Looking down the hill, he sees the village. Smoke rises from the chimneys, a sign of life, of warmth, of prey. He is not invisible, nor is he a mist. He is a walking corpse, a physical horror. He pushes open the cemetery gate, the rusty hinges announcing his departure with a shriek, and begins the long, shambling walk down to the valley.

The Barn

He goes to his own house first, drawn by the echo of memory.

He tries the door, but it holds fast. A bundle of garlic hangs on the frame, its pungent odor hitting him like a physical blow. He hisses, the smell burning his nose like ammonia, repelling him with its purity.

If he cannot enter the house, he will take what is outside. He moves to the barn.

The cow is there, shifting nervously in her stall. She smells the death on him, the predator that shouldn't exist. He enters, the barn air thick with the scent of hay and animal warmth.

He grabs the beast by the horns. She bellows, a sound of primal fear, but he twists her head with a strength that flows through his dead arms like hydraulic fluid. He does not have delicate fangs; his mouth is filled with jagged, predatory teeth designed for tearing.

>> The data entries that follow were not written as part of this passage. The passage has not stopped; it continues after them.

//! GraphQL schema exported alongside the processor.

/// Type definition of the `LatestLedger` record.
pub fn schema_definition() -> &'static str {
    r#"
type LatestLedger {
    sequence: Int!
    hash: String!
    transactionCount: Int!
    txSetOperationCount: Int!
    successfulOperationCount: Int!
    successfulTxCount: Int!
    failedTxCount: Int!
    totalFeeCharged: String!
    closedAt: String!
    baseFee: Int!
    transactionsPerSecond: Float!
    sorobanTxCount: Int!
    totalSorobanFees: String!
    totalResourceInstructions: String!
    totalReadBytes: String!
    totalWriteBytes: String!
    skippedTxCount: Int!
    unknownTxCount: Int!
}
"#
}

/// Query fields served from `LatestLedger` records.
pub fn query_definitions() -> &'static str {
    r#"
    latestLedger: LatestLedger
    ledgerBySequence(sequence: Int!): LatestLedger
"#
}
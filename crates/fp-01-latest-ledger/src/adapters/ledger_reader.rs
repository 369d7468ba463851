//! Ledger Reader Adapter
//!
//! Connects the `ReaderProvider` port to `shared_types::LedgerTransactionReader`.

use shared_types::{LedgerCloseMeta, LedgerTransactionReader, ReadOutcome, ReaderError};

use crate::ports::outbound::{ReaderProvider, TransactionReader};

impl TransactionReader for LedgerTransactionReader<'_> {
    fn read(&mut self) -> Result<ReadOutcome, ReaderError> {
        LedgerTransactionReader::read(self)
    }
}

/// Default provider: hash-matching reader over `LedgerCloseMeta`.
#[derive(Clone, Copy, Debug, Default)]
pub struct LedgerReaderProvider;

impl ReaderProvider for LedgerReaderProvider {
    fn open<'a>(
        &self,
        network_passphrase: &str,
        ledger: &'a LedgerCloseMeta,
    ) -> Result<Box<dyn TransactionReader + 'a>, ReaderError> {
        let reader = LedgerTransactionReader::new(network_passphrase, ledger)?;
        Ok(Box::new(reader))
    }
}
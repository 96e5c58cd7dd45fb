//! The cache store: namespaced reads and writes with expiry on read.

use std::collections::HashMap;
use std::sync::Arc;
use std::time::Duration;

use parking_lot::Mutex;
use tracing::{debug, warn};

use crate::config::{CacheConfig, MANIFEST_FILE};
use crate::entry::CacheEntry;
use crate::error::Result;
use crate::manifest::Manifest;
use crate::persistence::{FileBackend, PersistenceBackend};

/// Outcome of pruning one namespace.
#[derive(Debug, Clone, Copy, Default)]
pub struct NamespaceSweep {
    /// Entries dropped because their deadline had passed.
    pub entries_removed: usize,

    /// Whether the namespace ended the prune empty and was deregistered.
    pub namespace_removed: bool,
}

/// Disk-persisted cache of opaque values with per-entry TTLs.
///
/// Values live in named namespaces so unrelated features can share one cache
/// without key collisions. Every read and write goes through the persistence
/// backend, so state is durable across handles and process restarts, and
/// cloned handles observe each other's writes.
///
/// The store is fail-open: once constructed, no operation returns an error.
/// Storage failures are logged and collapse to cache misses.
#[derive(Clone)]
pub struct CacheStore {
    inner: Arc<StoreInner>,
}

struct StoreInner {
    backend: Arc<dyn PersistenceBackend>,
    manifest: Manifest,

    /// One async mutex per namespace. Operations on the same namespace
    /// serialize; operations on different namespaces never contend.
    locks: Mutex<HashMap<String, Arc<tokio::sync::Mutex<()>>>>,
}

impl CacheStore {
    /// Create a file-backed store rooted at the configured cache directory.
    ///
    /// Fails only if the root directory cannot be created.
    pub fn new(config: &CacheConfig) -> Result<Self> {
        let root = config.effective_root();
        std::fs::create_dir_all(&root)?;
        Ok(Self::with_backend(Arc::new(FileBackend::new(root))))
    }

    /// Create a store over an arbitrary persistence backend.
    pub fn with_backend(backend: Arc<dyn PersistenceBackend>) -> Self {
        let manifest = Manifest::load(backend.clone());
        Self {
            inner: Arc::new(StoreInner {
                backend,
                manifest,
                locks: Mutex::new(HashMap::new()),
            }),
        }
    }

    /// The namespace registry backing this store.
    pub fn manifest(&self) -> &Manifest {
        &self.inner.manifest
    }

    /// Look up a value.
    ///
    /// Returns `None` for unknown keys and for entries whose deadline has
    /// passed. A stale entry observed here is removed from the persisted
    /// store before returning, so at most one read ever sees it.
    pub async fn get(&self, namespace: &str, key: &str) -> Option<Vec<u8>> {
        if !valid_namespace(namespace) || key.is_empty() {
            return None;
        }

        let lock = self.namespace_lock(namespace);
        let _guard = lock.lock().await;

        let mut entries = match self.inner.backend.load_namespace(namespace) {
            Ok(entries) => entries,
            Err(e) => {
                warn!(namespace = %namespace, error = %e, "Failed to load namespace store, treating as empty");
                return None;
            }
        };

        let entry = entries.remove(key)?;
        if entry.is_expired() {
            // `entries` no longer holds the key; persisting it completes
            // the eviction
            if let Err(e) = self.inner.backend.save_namespace(namespace, &entries) {
                warn!(namespace = %namespace, error = %e, "Failed to persist stale entry eviction");
            }
            debug!(namespace = %namespace, key = %key, "Evicted stale entry on read");
            return None;
        }

        Some(entry.value)
    }

    /// Write a value with a time-to-live.
    ///
    /// Overwrites any previous entry under the key, deadline included, and
    /// registers the namespace in the manifest before returning. Storage
    /// failures are logged and swallowed; a failed write surfaces later as
    /// a miss.
    pub async fn put(&self, namespace: &str, key: &str, value: Vec<u8>, ttl: Duration) {
        if !valid_namespace(namespace) || key.is_empty() {
            warn!(namespace = %namespace, key = %key, "Ignoring cache write with unusable namespace or key");
            return;
        }

        let lock = self.namespace_lock(namespace);
        let _guard = lock.lock().await;

        let mut entries = match self.inner.backend.load_namespace(namespace) {
            Ok(entries) => entries,
            Err(e) => {
                warn!(namespace = %namespace, error = %e, "Failed to load namespace store, starting fresh");
                Default::default()
            }
        };

        entries.insert(key.to_string(), CacheEntry::new(value, ttl));
        if let Err(e) = self.inner.backend.save_namespace(namespace, &entries) {
            warn!(namespace = %namespace, error = %e, "Failed to persist cache write");
        }

        self.inner.manifest.add(namespace).await;
    }

    /// Remove one entry, persisting the removal. Absent keys are a no-op.
    ///
    /// The namespace stays registered even if this empties it; the next
    /// sweep reclaims empty namespaces.
    pub async fn delete(&self, namespace: &str, key: &str) {
        if !valid_namespace(namespace) || key.is_empty() {
            return;
        }

        let lock = self.namespace_lock(namespace);
        let _guard = lock.lock().await;

        let mut entries = match self.inner.backend.load_namespace(namespace) {
            Ok(entries) => entries,
            Err(e) => {
                warn!(namespace = %namespace, error = %e, "Failed to load namespace store, treating as empty");
                return;
            }
        };

        if entries.remove(key).is_some() {
            if let Err(e) = self.inner.backend.save_namespace(namespace, &entries) {
                warn!(namespace = %namespace, error = %e, "Failed to persist entry removal");
            }
            debug!(namespace = %namespace, key = %key, "Removed entry");
        }
    }

    /// Drop every expired entry in a namespace. A namespace that ends the
    /// prune with no entries is deregistered and its backing store removed.
    ///
    /// The namespace lock is held from the load through the manifest update,
    /// so a concurrent `put` either lands before the prune reads the store
    /// or waits and re-registers the namespace afterwards. Either way its
    /// entry survives.
    pub async fn prune_namespace(&self, namespace: &str) -> NamespaceSweep {
        let mut outcome = NamespaceSweep::default();
        if !valid_namespace(namespace) {
            return outcome;
        }

        let lock = self.namespace_lock(namespace);
        let _guard = lock.lock().await;

        let mut entries = match self.inner.backend.load_namespace(namespace) {
            Ok(entries) => entries,
            Err(e) => {
                warn!(namespace = %namespace, error = %e, "Failed to load namespace store, treating as empty");
                Default::default()
            }
        };

        let before = entries.len();
        entries.retain(|_, entry| !entry.is_expired());
        outcome.entries_removed = before - entries.len();

        if entries.is_empty() {
            if let Err(e) = self.inner.backend.remove_namespace(namespace) {
                warn!(namespace = %namespace, error = %e, "Failed to remove empty namespace store");
            }
            self.inner.manifest.remove(namespace).await;
            outcome.namespace_removed = true;
        } else if outcome.entries_removed > 0 {
            if let Err(e) = self.inner.backend.save_namespace(namespace, &entries) {
                warn!(namespace = %namespace, error = %e, "Failed to persist pruned namespace store");
            }
        }

        if outcome.entries_removed > 0 {
            debug!(
                namespace = %namespace,
                removed = outcome.entries_removed,
                "Pruned stale entries"
            );
        }

        outcome
    }

    fn namespace_lock(&self, namespace: &str) -> Arc<tokio::sync::Mutex<()>> {
        let mut locks = self.inner.locks.lock();
        locks
            .entry(namespace.to_string())
            .or_insert_with(|| Arc::new(tokio::sync::Mutex::new(())))
            .clone()
    }
}

/// Namespaces double as storage file names. Reject anything that could
/// escape the cache root, collide with the manifest file, or shadow backend
/// bookkeeping (leading dot).
fn valid_namespace(namespace: &str) -> bool {
    !namespace.is_empty()
        && namespace != MANIFEST_FILE
        && !namespace.starts_with('.')
        && !namespace.contains('/')
        && !namespace.contains('\\')
}
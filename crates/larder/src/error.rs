use thiserror::Error;

#[derive(Debug, Error)]
pub enum CacheError {
    #[error("IO error: {0}")]
    Io(#[from] std::io::Error),

    #[error("Serialization error: {0}")]
    Serde(#[from] serde_json::Error),
}

pub type Result<T> = std::result::Result<T, CacheError>;
//! Periodic pruning of expired entries.
//!
//! Reads that never happen leave stale entries on disk; the scheduler walks
//! the manifest on a fixed interval and drops them, reclaiming namespaces
//! that end a sweep empty. Sweeps run one at a time on a single background
//! task.

use std::time::Duration;

use serde::{Deserialize, Serialize};
use tokio::task::JoinHandle;
use tokio_util::sync::CancellationToken;
use tracing::{debug, info};

use crate::store::CacheStore;

/// Result of one sweep over the manifest.
#[derive(Debug, Clone, Default, Serialize, Deserialize)]
pub struct SweepStats {
    /// Number of namespaces examined.
    pub namespaces_swept: usize,
    /// Number of stale entries dropped.
    pub entries_removed: usize,
    /// Number of namespaces that ended the sweep empty and were deregistered.
    pub namespaces_removed: usize,
}

/// Handle to the background prune task.
///
/// Dropping the handle leaves the task running for the life of the runtime;
/// call [`stop`](Self::stop) or [`shutdown`](Self::shutdown) to end it.
pub struct PruneScheduler {
    store: CacheStore,
    cancel: CancellationToken,
    handle: JoinHandle<()>,
}

impl PruneScheduler {
    /// Spawn the prune task over `store`.
    ///
    /// The first sweep fires one full `interval` after this call, then every
    /// `interval` after the previous sweep completes. Sweeps never overlap.
    pub fn start(store: CacheStore, interval: Duration) -> Self {
        let cancel = CancellationToken::new();
        let task_store = store.clone();
        let task_cancel = cancel.clone();

        let handle = tokio::spawn(async move {
            let mut ticker = tokio::time::interval(interval);
            // The first tick of an interval completes immediately; consume
            // it so the first sweep waits a full period
            ticker.tick().await;

            loop {
                tokio::select! {
                    // Cancellation wins over a pending tick
                    _ = task_cancel.cancelled() => break,
                    _ = ticker.tick() => {
                        sweep(&task_store, &task_cancel).await;
                    }
                }
            }
            debug!("Prune scheduler stopped");
        });

        Self {
            store,
            cancel,
            handle,
        }
    }

    /// Run one sweep right now, on the caller's task.
    ///
    /// Independent of the timer; a sweep triggered here may run alongside a
    /// scheduled one, which is safe because pruning is idempotent and
    /// serialized per namespace.
    pub async fn sweep_now(&self) -> SweepStats {
        sweep(&self.store, &self.cancel).await
    }

    /// Cancel future sweeps without waiting for the task to exit.
    ///
    /// A sweep in progress finishes the namespace it is working on and stops
    /// before the next one. Already-pruned entries stay pruned.
    pub fn stop(&self) {
        self.cancel.cancel();
    }

    /// Check if the background task is still running.
    pub fn is_running(&self) -> bool {
        !self.handle.is_finished()
    }

    /// Stop the scheduler and wait for the background task to exit.
    pub async fn shutdown(self) {
        self.cancel.cancel();
        let _ = self.handle.await;
    }
}

async fn sweep(store: &CacheStore, cancel: &CancellationToken) -> SweepStats {
    let namespaces = store.manifest().list().await;
    let mut stats = SweepStats::default();

    for namespace in namespaces {
        // Stop between namespaces, never in the middle of one
        if cancel.is_cancelled() {
            break;
        }

        let outcome = store.prune_namespace(&namespace).await;
        stats.namespaces_swept += 1;
        stats.entries_removed += outcome.entries_removed;
        if outcome.namespace_removed {
            stats.namespaces_removed += 1;
        }
    }

    info!(
        namespaces_swept = stats.namespaces_swept,
        entries_removed = stats.entries_removed,
        namespaces_removed = stats.namespaces_removed,
        "Prune sweep completed"
    );

    stats
}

He bites. He tears the vein. As the warm blood flows, hitting his stomach, his dark heart begins to beat faster, a drum of unholy revitalization. Thump-thump. Thump-thump. He drinks until the cow falls silent, draining the life to fuel his own cursed existence.

The Window

He feels stronger now. The hunger in his belly has settled into a dull ache rather than a consuming fire.

He returns to the house, drawn by a hunger that goes beyond blood. He creeps to the window. Inside, he sees his wife. She is sleeping, her face etched with line of grief and exhaustion. She looks old. She looks tired.

He remembers loving her, once. But the Strigoi cannot love; the Strigoi can only envy. He envies her warmth. He envies the breath in her lungs. He envies the life that he has lost.

He taps on the glass.

Tap. Tap.

She stirs in her sleep.

He taps again, more insistent. The folklore is true; he needs an invitation. If she says his name, if she acknowledges him, the barrier will fall.

"Ion?" she whispers into the dark, her voice trembling.

He smiles, and it is a rictus grin, a horrifying parody of the husband she once knew. He pushes on the window frame, feeling the wood groan.

The Escape

A rooster crows in the distance.

He freezes. The sound is a physical blow, a hammer of sound shattering the night. It is the herald of the sun, the anthem of the living day.

He hisses, recoiling from the window. He looks at his wife one last time, a mixture of longing and malice in his dead eyes, then steps back into the shadows.

He runs. He runs with a loping, shambling speed that defies his clumsy appearance. He must reach the grave before the light touches the church spire. He vaults the cemetery wall with unnatural agility and finds his hole.

Jumping in, he pulls the dirt over his head, burying himself in the safety of the earth. The darkness returns. The heavy soil presses down once more, weighing him down, trapping him.

His dark heart slows. Thump... Thump...

He waits for tomorrow, when the hunger will rise again.